Question

write a lewis structure for the formate ion (hco₂⁻). include all resonance structures. finally, draw a resonance hybrid structure for hco₂⁻ and determine the c - o bond order in the formate ion.

Explanation:

Step1: Draw resonance structures

The formate ion ($HCO_2^-$) has two resonance - contributing structures. In one structure, the carbon is double - bonded to one oxygen and single - bonded to the other oxygen with a negative charge. In the second structure, the double and single bonds are reversed.
The two resonance structures are:
$H - C(\bond{=}O)-O^-$ and $H - C(\bond{-}O^-)=O$

Step2: Draw resonance hybrid

The resonance hybrid has a partial double - bond character between carbon and both oxygen atoms. The negative charge is delocalized over the two oxygen atoms.

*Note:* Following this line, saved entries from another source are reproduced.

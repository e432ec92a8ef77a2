//! Matches replies to the requests waiting on them.
//!
//! Every in-flight request parks a oneshot sender here under its
//! message-id. A single receive loop per transport reads frames, pulls the
//! message-id off the root element and hands the frame to whoever waits on
//! it. The loop only runs while someone is waiting: `register` reports when
//! the caller has to start one, and the loop stops itself once the waiter
//! table drains. Both decisions are made under the same lock so a request
//! can never be left without a loop.
use std::{
    collections::HashMap,
    sync::{
        atomic::{AtomicBool, Ordering},
        Arc,
    },
    time::Duration,
};

use futures::StreamExt;
use parking_lot::Mutex;
use tokio::{io::AsyncRead, sync::oneshot};
use tokio_util::codec::FramedRead;
use tracing::{debug, error, info, trace, warn};

use fabric_core::metrics;

use crate::{
    codec::FrameCodec,
    error::{NetconfError, NetconfResult},
    xml,
};

type Waiter = oneshot::Sender<NetconfResult<String>>;

#[derive(Debug, Default)]
struct Waiters {
    map: HashMap<u64, Waiter>,
    loop_running: bool,
}

#[derive(Debug, Default)]
pub struct ReplyRouter {
    inner: Mutex<Waiters>,
}

/// returned by [`ReplyRouter::register`]
#[derive(Debug)]
pub struct Registration {
    pub rx: oneshot::Receiver<NetconfResult<String>>,
    /// no loop is running, the caller must start one
    pub start_loop: bool,
}

impl ReplyRouter {
    pub fn new() -> Self {
        Self::default()
    }

    pub fn register(&self, message_id: u64) -> NetconfResult<Registration> {
        let mut inner = self.inner.lock();
        if inner.map.contains_key(&message_id) {
            return Err(NetconfError::DuplicateMessageId(message_id));
        }
        let (tx, rx) = oneshot::channel();
        inner.map.insert(message_id, tx);
        let start_loop = !inner.loop_running;
        inner.loop_running = true;
        Ok(Registration { rx, start_loop })
    }

    /// drops the waiter, returns whether there was one
    pub fn deregister(&self, message_id: u64) -> bool {
        self.inner.lock().map.remove(&message_id).is_some()
    }

    /// hands `frame` to its waiter. Frames with no waiter are dropped
    pub fn deliver(&self, frame: String) -> bool {
        let Some(message_id) = xml::root_attr(&frame, "message-id").and_then(|id| id.parse().ok())
        else {
            warn!(frame = %truncate(&frame), "frame without a usable message-id, dropping");
            return false;
        };
        let waiter = self.inner.lock().map.remove(&message_id);
        match waiter {
            Some(tx) => {
                trace!(message_id, "routing reply");
                // receiver gone means the caller timed out in between
                tx.send(Ok(frame)).is_ok()
            }
            None => {
                metrics::RPC_LATE_REPLIES.inc();
                warn!(message_id, "reply has no waiter, possibly timed out");
                false
            }
        }
    }

    pub fn pending(&self) -> usize {
        self.inner.lock().map.len()
    }

    /// called by the loop on every idle tick or after a delivery. Returns
    /// true if the loop must exit
    fn stop_if_idle(&self) -> bool {
        let mut inner = self.inner.lock();
        if inner.map.is_empty() {
            inner.loop_running = false;
            true
        } else {
            false
        }
    }

    /// fails every waiter with [`NetconfError::ReceiverTerminated`]
    pub fn fail_all(&self) {
        let drained = {
            let mut inner = self.inner.lock();
            inner.loop_running = false;
            inner.map.drain().collect::<Vec<_>>()
        };
        if !drained.is_empty() {
            warn!(count = drained.len(), "failing pending requests");
        }
        for (_, tx) in drained {
            let _ = tx.send(Err(NetconfError::ReceiverTerminated));
        }
    }
}

fn truncate(frame: &str) -> &str {
    match frame.char_indices().nth(200) {
        Some((idx, _)) => &frame[..idx],
        None => frame,
    }
}

/// The receive loop for one transport. Holds the read half for its whole
/// life, so a loop started while an older one is winding down waits for it.
pub async fn receive_loop<R>(
    router: Arc<ReplyRouter>,
    reader: Arc<tokio::sync::Mutex<FramedRead<R, FrameCodec>>>,
    read_timeout: Duration,
    alive: Arc<AtomicBool>,
    session_id: String,
) where
    R: AsyncRead + Unpin + Send,
{
    let mut framed = reader.lock().await;
    debug!(%session_id, "receive loop started");
    loop {
        match tokio::time::timeout(read_timeout, framed.next()).await {
            Err(_) => {
                if router.stop_if_idle() {
                    debug!(%session_id, "receive loop idle, stopping");
                    return;
                }
            }
            Ok(Some(Ok(frame))) => {
                router.deliver(frame);
                if router.stop_if_idle() {
                    trace!(%session_id, "no more waiters, stopping receive loop");
                    return;
                }
            }
            Ok(Some(Err(err))) => {
                error!(?err, %session_id, "read failed, closing transport");
                break;
            }
            Ok(None) => {
                info!(%session_id, "transport closed by peer");
                break;
            }
        }
    }
    alive.store(false, Ordering::Release);
    router.fail_all();
}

Step3: Calculate bond order

The bond order of a bond in a resonance hybrid is calculated as the average of the bond orders in the contributing resonance structures. In the two resonance structures of $HCO_2^-$, for the $C - O$ bonds, one structure has a $C - O$ single bond (bond order = 1) and a $C=O$ double bond (bond order = 2).
The bond order of the $C - O$ bonds in the resonance hybrid of $HCO_2^-$ is $\frac{1 + 2}{2}=1.5$

Answer:

The bond order of the $C - O$ bonds in the formate ion ($HCO_2^-$) is 1.5. The resonance hybrid structure has a carbon atom double - bonded to one oxygen and single - bonded to the other in a delocalized sense, with the negative charge spread over the two oxygen atoms.